Heathcote is a suburb, in southern Sydney, in the state of New South Wales, Australia. Heathcote is located 36 km south of the Sydney central business district in the Sutherland Shire. 
Heathcote is bordered by Engadine to the north and Waterfall to the south. It is bounded by The Royal National Park to the east, and Heathcote National Park to the west.

Heathcote is separated into two sections by the railway line. 

The eastern side is surrounded by the Royal National Park is called Heathcote East, East Heathcote or Heathcote Heights, and there is the highest land value for the entire 2233 postcode, as well as two of the schools and a sports oval. This latter area was previously called "Bottle Forest" before the name changed. Many residence have tried for decades to change back to this name as the western side land values draw down the land value on the eastern side.

The eastern side is not steep and rocky with the richest farming lands in the entire Sydney area before the trains, when there was only horse transport.

South Metropolitan Scouts Association has a camping ground and training centre in Boundary Road. A small group of shops is located on the western side, near the railway station on Princes Highway. The Sutherland Shire Emergency Services Centre is located on the eastern side (Heathcote East / Heathcote Heights), beside the railway station.

Favoured bushwalking tracks are throughout the Royal National Park access from Engadine railway station and Heathcote East for protection perimeter.

History
Heathcote was originally known as Bottle Forest. There were fourteen town allotments in Bottle Forest in 1842, in what is now Heathcote East. In 1835 Surveyor-General Sir Thomas Mitchell (1792–1855) conducted a survey of the area and named it Heathcote, in honour of an officer who had fought with him during the Peninsula Wars against Napoleon.

Heathcote railway station opened in 1886. Heathcote Hall (The Hall) was built in Heathcote East in 1887 by Abel Harber, a brick manufacturer. This grand Victorian house included a tower, which was a symbol of wealth. Harber suffered heavy financial losses during the construction of the Imperial Arcade in Sydney and attempted to dispose of the property but the 1892 depression did not help. The financial institution became the house's possessor and they arranged with George Adams of Tattersalls to organise a sweepstake with the house as a prize. The winner was Mr S. Gillett, a Sydney builder. The property was sold to Edmond Lamb Brown in 1901 and  it still stands, though in a "dilapidated" state. The movie The Munsters' Scary Little Christmas was filmed at 'The Hall'.

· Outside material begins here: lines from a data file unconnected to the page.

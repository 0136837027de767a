//! Adaptive binarization
//!
//! The page is thresholded against its own mean luma: anything more than
//! [`THRESHOLD_OFFSET`] below the mean is ink. Dark text on a light
//! background therefore survives moderate changes in overall brightness.

use glyphscan_core::BitGrid;
use image::{Rgba, RgbaImage};

use crate::colorspace::luma_plane;
use crate::error::ColorResult;

/// Distance below the mean luma at which a pixel turns black
pub const THRESHOLD_OFFSET: f64 = 90.0;

const WHITE: Rgba<u8> = Rgba([255, 255, 255, 255]);
const BLACK: Rgba<u8> = Rgba([0, 0, 0, 255]);

/// Threshold used for a luma plane: `mean - THRESHOLD_OFFSET`
pub fn compute_adaptive_threshold(luma: &[f64]) -> f64 {
    if luma.is_empty() {
        return 0.0;
    }
    let mean = luma.iter().sum::<f64>() / luma.len() as f64;
    mean - THRESHOLD_OFFSET
}

/// Binarize an RGBA image
///
/// Pixels whose luma is above the adaptive threshold become opaque white,
/// the rest opaque black. The output has the input's dimensions.
///
/// # Arguments
///
/// * `image` - Source image
/// * `contrast` - Contrast adjustment in `[-255, 255]` applied before thresholding
///
/// # Errors
///
/// Returns an error if `contrast` is out of range.
pub fn binarize(image: &RgbaImage, contrast: i32) -> ColorResult<RgbaImage> {
    let luma = luma_plane(image, contrast)?;
    let threshold = compute_adaptive_threshold(&luma);
    log::trace!(
        "binarize {}x{}: threshold {:.1}",
        image.width(),
        image.height(),
        threshold
    );

    let mut out = RgbaImage::new(image.width(), image.height());
    for (pixel, &value) in out.pixels_mut().zip(&luma) {
        *pixel = if value > threshold { WHITE } else { BLACK };
    }
    Ok(out)
}

/// Convert a binarized image to a grid with black pixels set
///
/// Any pixel whose red channel is below 128 counts as black.
pub fn to_bit_grid(binary: &RgbaImage) -> BitGrid {
    let mut grid = BitGrid::new(binary.width(), binary.height());
    for (x, y, &Rgba([r, _, _, _])) in binary.enumerate_pixels() {
        if r < 128 {
            grid.set_unchecked(x, y, true);
        }
    }
    grid
}

/// Binarize straight to a grid, skipping the intermediate RGBA image
///
/// Equivalent to `to_bit_grid(&binarize(image, contrast)?)`.
///
/// # Errors
///
/// Returns an error if `contrast` is out of range.
pub fn binarize_to_grid(image: &RgbaImage, contrast: i32) -> ColorResult<BitGrid> {
    let luma = luma_plane(image, contrast)?;
    let threshold = compute_adaptive_threshold(&luma);
    let mut grid = BitGrid::new(image.width(), image.height());
    let cols = image.width() as usize;
    for (i, &value) in luma.iter().enumerate() {
        if value <= threshold {
            grid.set_unchecked((i % cols) as u32, (i / cols) as u32, true);
        }
    }
    Ok(grid)
}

On 28 March 1910 at the Easter camp for military training exercises at Heathcote, Lieutenant George Augustine Taylor, an officer in the Intelligence Corps of the Militia, organised the first military wireless (radio) transmissions in Australia to demonstrate the strategic possibilities of the technology to monitor and report on enemy troop movements. As the military had no wireless capability Lt Taylor co-opted the services of 3 civilian experts who volunteered to carry out the experiments. The three civilians Messers Kirkby, Hannam and Wilkinson brought all their own equipment with them. They arrived at Heathcote by train and all their equipment was dumped on the platform. Two sites were established to conduct the tests from a station A and a station B. Station A was in a tent adjacent to the gatekeepers cottage at Heathcote Station. Station B was 2 miles to the south in a cave on a landmark 'Spion Kop' in what is now Heathcote National Park. The purpose of the demonstration was to observe enemy troop movements from the south. It was assumed that the enemy were encamped 7 miles to the south at Garrawarra. The experiments were successful and Taylor gave all credit to the civilian experts.

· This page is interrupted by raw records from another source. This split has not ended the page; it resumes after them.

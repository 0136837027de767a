//! glyphscan region - connected regions of a binary page
//!
//! - **Seed fill** ([`seedfill`]) - Explicit-stack flood fill, hole counting
//! - **Connected components** ([`conncomp`]) - Row-major component discovery
//! - **Region finder** ([`regions`]) - Text regions of the dilated page,
//!   with ruled-line removal
//!
//! # Examples
//!
//! ```
//! use glyphscan_core::BitGrid;
//! use glyphscan_region::{ConnectivityType, flood_fill};
//!
//! let grid = BitGrid::from_rows(&["##.", "..#"]).unwrap();
//! let mut visited = BitGrid::new(3, 2);
//! let cells = flood_fill(&grid, &mut visited, 0, 0, ConnectivityType::EightWay).unwrap();
//! assert_eq!(cells.len(), 3);
//! ```

pub mod conncomp;
pub mod error;
pub mod regions;
pub mod seedfill;

pub use glyphscan_core;

pub use error::{RegionError, RegionResult};

pub use conncomp::{ConnectedComponent, ConnectivityType, find_connected_components};
pub use regions::{
    LONG_LINE_MAX_THICKNESS, LONG_LINE_SPAN_RATIO, RegionOptions, find_regions, is_long_line,
};
pub use seedfill::{count_enclosures, flood_fill};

The Heathcote to Waterfall bushwalk became popular as a day outing in the 1930s, and the many tracks in Heathcote National Park and Royal National Park are used by Scouts Australia as well as bushwalkers in general. There is a scout camping area called Camp Coutts in Heathcote National Park, adjacent to the suburb of Waterfall.

The Olympic Torch was carried through the shopping center in 2000. In 2019, Russell Chambers, English scholar, philanthropist and singer-songwriter, best known for 'Sausage Rolls, Meat Pie, Aye!', a 2006 top 10 hit in the UK singles charts, moved to live in Heathcote East.

From Bottle Forest to Heathcote - the Sutherland Shire's First Settlement is the history of Heathcote which was written by Patrick Kennedy in 1999.

Heritage listings 
Heathcote has a number of heritage-listed sites, including:
 1-21 Dillwynnia Grove: Heathcote Hall

Population
At the 2016 census, there were 6,013 residents in Heathcote. 86.6% of people were born in Australia. The next most common country of birth was England at 3.9%. 93.3% of people spoke only English at home. The most common ancestries were English 32.5%, Australian 31.4%, Irish 9.9%, Scottish 7.9% and German 2.4%. The top responses for religious affiliation were Catholic 27.4%, No Religion 25.7%, and Anglican 24.5%. Home ownership was popular in Heathcote, with 40.5% of people owning their home outright and 42.2% paying off a mortgage.

Transport 

Heathcote railway station is on the Illawarra railway line. A Transdev NSW bus service also links Engadine with Heathcote.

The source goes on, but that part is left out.